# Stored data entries
-------

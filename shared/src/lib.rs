use chrono::{DateTime, Utc};
use serde::{Deserialize, Serialize};
use serde_json::{json, Value};
use std::fmt;
use std::str::FromStr;
use uuid::Uuid;

pub const PLAYER_NAME_MAX_LENGTH: usize = 20;
pub const OUTBOUND_QUEUE_CAPACITY: usize = 256;
pub const SYSTEM_SENDER: &str = "System";

/// Discriminant of a [`MessageBody`], as it appears in the `type` field on the wire.
#[derive(Debug, Clone, Copy, PartialEq, Eq, Hash)]
pub enum MessageKind {
    Chat,
    Join,
    Leave,
    GameUpdate,
    Error,
    PlayerList,
}

impl MessageKind {
    pub fn as_str(&self) -> &'static str {
        match self {
            MessageKind::Chat => "chat",
            MessageKind::Join => "join",
            MessageKind::Leave => "leave",
            MessageKind::GameUpdate => "game_update",
            MessageKind::Error => "error",
            MessageKind::PlayerList => "player_list",
        }
    }

    /// Whether an inbound frame of this kind is fanned out to every player.
    pub fn is_broadcastable(&self) -> bool {
        matches!(self, MessageKind::Chat | MessageKind::GameUpdate)
    }
}

impl fmt::Display for MessageKind {
    fn fmt(&self, f: &mut fmt::Formatter<'_>) -> fmt::Result {
        f.write_str(self.as_str())
    }
}

impl FromStr for MessageKind {
    type Err = MessageError;

    fn from_str(s: &str) -> Result<Self, Self::Err> {
        match s {
            "chat" => Ok(MessageKind::Chat),
            "join" => Ok(MessageKind::Join),
            "leave" => Ok(MessageKind::Leave),
            "game_update" => Ok(MessageKind::GameUpdate),
            "error" => Ok(MessageKind::Error),
            "player_list" => Ok(MessageKind::PlayerList),
            other => Err(MessageError::UnknownType(other.to_string())),
        }
    }
}

#[derive(Debug, Clone, PartialEq, Eq, Serialize, Deserialize)]
pub struct TextContent {
    #[serde(rename = "Text")]
    pub text: String,
}

#[derive(Debug, Clone, PartialEq, Eq, Serialize, Deserialize)]
pub struct PlayerListContent {
    #[serde(rename = "Names")]
    pub names: Vec<String>,
}

/// Payload of a live-game message, one variant per recognized `type`.
#[derive(Debug, Clone, PartialEq, Eq)]
pub enum MessageBody {
    Chat(TextContent),
    Join(TextContent),
    Leave(TextContent),
    GameUpdate(TextContent),
    Error(TextContent),
    PlayerList(PlayerListContent),
}

impl MessageBody {
    pub fn kind(&self) -> MessageKind {
        match self {
            MessageBody::Chat(_) => MessageKind::Chat,
            MessageBody::Join(_) => MessageKind::Join,
            MessageBody::Leave(_) => MessageKind::Leave,
            MessageBody::GameUpdate(_) => MessageKind::GameUpdate,
            MessageBody::Error(_) => MessageKind::Error,
            MessageBody::PlayerList(_) => MessageKind::PlayerList,
        }
    }

    fn content(&self) -> Value {
        match self {
            MessageBody::Chat(c)
            | MessageBody::Join(c)
            | MessageBody::Leave(c)
            | MessageBody::GameUpdate(c)
            | MessageBody::Error(c) => json!({ "Text": c.text }),
            MessageBody::PlayerList(c) => json!({ "Names": c.names }),
        }
    }

    fn from_content(kind: MessageKind, content: Value) -> Result<Self, MessageError> {
        let text = |content: Value| {
            serde_json::from_value::<TextContent>(content)
                .map_err(|e| MessageError::Malformed(e.to_string()))
        };

        Ok(match kind {
            MessageKind::Chat => MessageBody::Chat(text(content)?),
            MessageKind::Join => MessageBody::Join(text(content)?),
            MessageKind::Leave => MessageBody::Leave(text(content)?),
            MessageKind::GameUpdate => MessageBody::GameUpdate(text(content)?),
            MessageKind::Error => MessageBody::Error(text(content)?),
            MessageKind::PlayerList => MessageBody::PlayerList(
                serde_json::from_value(content)
                    .map_err(|e| MessageError::Malformed(e.to_string()))?,
            ),
        })
    }
}

#[derive(Debug, thiserror::Error, PartialEq, Eq)]
pub enum MessageError {
    #[error("invalid message format: {0}")]
    Malformed(String),
    #[error("unknown message type: {0}")]
    UnknownType(String),
}

/// Untyped envelope exactly as it travels over the socket.
#[derive(Debug, Clone, Serialize, Deserialize)]
pub struct WireMessage {
    #[serde(rename = "type")]
    pub kind: String,
    #[serde(default, skip_serializing_if = "Option::is_none")]
    pub timestamp: Option<DateTime<Utc>>,
    #[serde(rename = "playerName", default, skip_serializing_if = "Option::is_none")]
    pub player_name: Option<String>,
    #[serde(default, skip_serializing_if = "Option::is_none")]
    pub content: Option<Value>,
}

/// A live-game message. Serializes to
/// `{"type": ..., "timestamp": ..., "playerName": ..., "content": ...}`.
#[derive(Debug, Clone, PartialEq, Eq, Serialize, Deserialize)]
#[serde(try_from = "WireMessage", into = "WireMessage")]
pub struct Message {
    pub body: MessageBody,
    pub timestamp: DateTime<Utc>,
    pub player_name: Option<String>,
}

impl Message {
    pub fn new(body: MessageBody, player_name: Option<String>) -> Self {
        Self {
            body,
            timestamp: Utc::now(),
            player_name,
        }
    }

    pub fn chat(sender: &str, text: impl Into<String>) -> Self {
        Self::new(
            MessageBody::Chat(TextContent { text: text.into() }),
            Some(sender.to_string()),
        )
    }

    pub fn join(player_name: &str) -> Self {
        Self::new(
            MessageBody::Join(TextContent {
                text: "has joined the game".to_string(),
            }),
            Some(player_name.to_string()),
        )
    }

    pub fn leave(player_name: &str) -> Self {
        Self::new(
            MessageBody::Leave(TextContent {
                text: "has left the game".to_string(),
            }),
            Some(player_name.to_string()),
        )
    }

    /// Error frame. `sender` is `None` for frames sent before a player is known.
    pub fn error(sender: Option<&str>, text: impl Into<String>) -> Self {
        Self::new(
            MessageBody::Error(TextContent { text: text.into() }),
            sender.map(str::to_string),
        )
    }

    pub fn player_list(names: Vec<String>) -> Self {
        Self::new(
            MessageBody::PlayerList(PlayerListContent { names }),
            Some(SYSTEM_SENDER.to_string()),
        )
    }

    pub fn kind(&self) -> MessageKind {
        self.body.kind()
    }

    /// Parses one text frame. Broken JSON and bad payloads are `Malformed`;
    /// well-formed envelopes with an unrecognized `type` are `UnknownType`.
    pub fn decode(frame: &str) -> Result<Self, MessageError> {
        let wire: WireMessage =
            serde_json::from_str(frame).map_err(|e| MessageError::Malformed(e.to_string()))?;
        Message::try_from(wire)
    }

    pub fn encode(&self) -> Result<String, serde_json::Error> {
        serde_json::to_string(self)
    }
}

impl TryFrom<WireMessage> for Message {
    type Error = MessageError;

    fn try_from(wire: WireMessage) -> Result<Self, Self::Error> {
        let kind: MessageKind = wire.kind.parse()?;
        let content = wire
            .content
            .ok_or_else(|| MessageError::Malformed("missing content".to_string()))?;

        Ok(Message {
            body: MessageBody::from_content(kind, content)?,
            timestamp: wire.timestamp.unwrap_or_else(Utc::now),
            player_name: wire.player_name,
        })
    }
}

impl From<Message> for WireMessage {
    fn from(message: Message) -> Self {
        WireMessage {
            kind: message.kind().as_str().to_string(),
            timestamp: Some(message.timestamp),
            player_name: message.player_name,
            content: Some(message.body.content()),
        }
    }
}

/// Checks a display name: non-empty, ASCII letters, digits and internal
/// spaces only, at most `max_length` characters.
pub fn is_player_name_valid(name: &str, max_length: usize) -> bool {
    if name.is_empty() || name.trim() != name || name.chars().count() > max_length {
        return false;
    }
    name.chars().all(|c| c.is_ascii_alphanumeric() || c == ' ')
}

#[derive(Debug, Clone, Copy, PartialEq, Eq, Default, Serialize, Deserialize)]
#[serde(rename_all = "lowercase")]
pub enum ProblemType {
    #[default]
    Text,
    Choice,
}

#[derive(Debug, Clone, PartialEq, Eq, Serialize, Deserialize)]
#[serde(rename_all = "PascalCase")]
pub struct Problem {
    #[serde(default)]
    pub id: Uuid,
    #[serde(default)]
    pub r#type: ProblemType,
    pub question: String,
    #[serde(default)]
    pub choices: Vec<String>,
    pub answer: String,
}

impl Problem {
    pub fn new(question: &str, answer: &str) -> Self {
        Self {
            id: Uuid::nil(),
            r#type: ProblemType::Text,
            question: question.to_string(),
            choices: Vec::new(),
            answer: answer.to_string(),
        }
    }

    /// The problem as shown to a quiz taker, without its answer.
    pub fn to_question(&self) -> Question {
        Question {
            id: self.id,
            r#type: self.r#type,
            question: self.question.clone(),
            choices: self.choices.clone(),
        }
    }

    /// Case-insensitive, whitespace-trimmed comparison against the stored answer.
    pub fn is_correct(&self, submitted: &str) -> bool {
        submitted.trim().to_lowercase() == self.answer.trim().to_lowercase()
    }
}

#[derive(Debug, Clone, PartialEq, Eq, Serialize, Deserialize)]
#[serde(rename_all = "PascalCase")]
pub struct Question {
    pub id: Uuid,
    pub r#type: ProblemType,
    pub question: String,
    pub choices: Vec<String>,
}

#[derive(Debug, Clone, PartialEq, Eq, Serialize, Deserialize)]
#[serde(rename_all = "PascalCase")]
pub struct QuestionSubmission {
    pub question_id: Uuid,
    pub answer: String,
}

#[derive(Debug, Clone, PartialEq, Eq, Serialize, Deserialize)]
#[serde(rename_all = "PascalCase")]
pub struct EvaluateQuizRequest {
    pub session_id: Uuid,
    pub question_submissions: Vec<QuestionSubmission>,
}

#[derive(Debug, Clone, PartialEq, Eq, Serialize, Deserialize)]
#[serde(rename_all = "PascalCase")]
pub struct QuestionResult {
    pub id: Uuid,
    pub answer: String,
    pub correct: bool,
}

#[derive(Debug, Clone, PartialEq, Eq, Serialize, Deserialize)]
#[serde(rename_all = "PascalCase")]
pub struct EvaluateQuizResponse {
    pub score: usize,
    pub answers: Vec<QuestionResult>,
}

#[derive(Debug, Clone, PartialEq, Eq, Serialize, Deserialize)]
#[serde(rename_all = "PascalCase")]
pub struct StartQuizResponse {
    pub session_id: Uuid,
    pub timeout: DateTime<Utc>,
    pub questions: Vec<Question>,
}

-------

# WHAT THIS TASK INVOLVES
Please write out, exactly as they appear above, only the lines in the stretch from the line with "pub enum MessageError" through the line with "#[derive(Debug, Clone, Serialize, Deserialize)]".

# WRITTEN ANSWER
pub enum MessageError {
    #[error("invalid message format: {0}")]
    Malformed(String),
    #[error("unknown message type: {0}")]
    UnknownType(String),
}

/// Untyped envelope exactly as it travels over the socket.
#[derive(Debug, Clone, Serialize, Deserialize)]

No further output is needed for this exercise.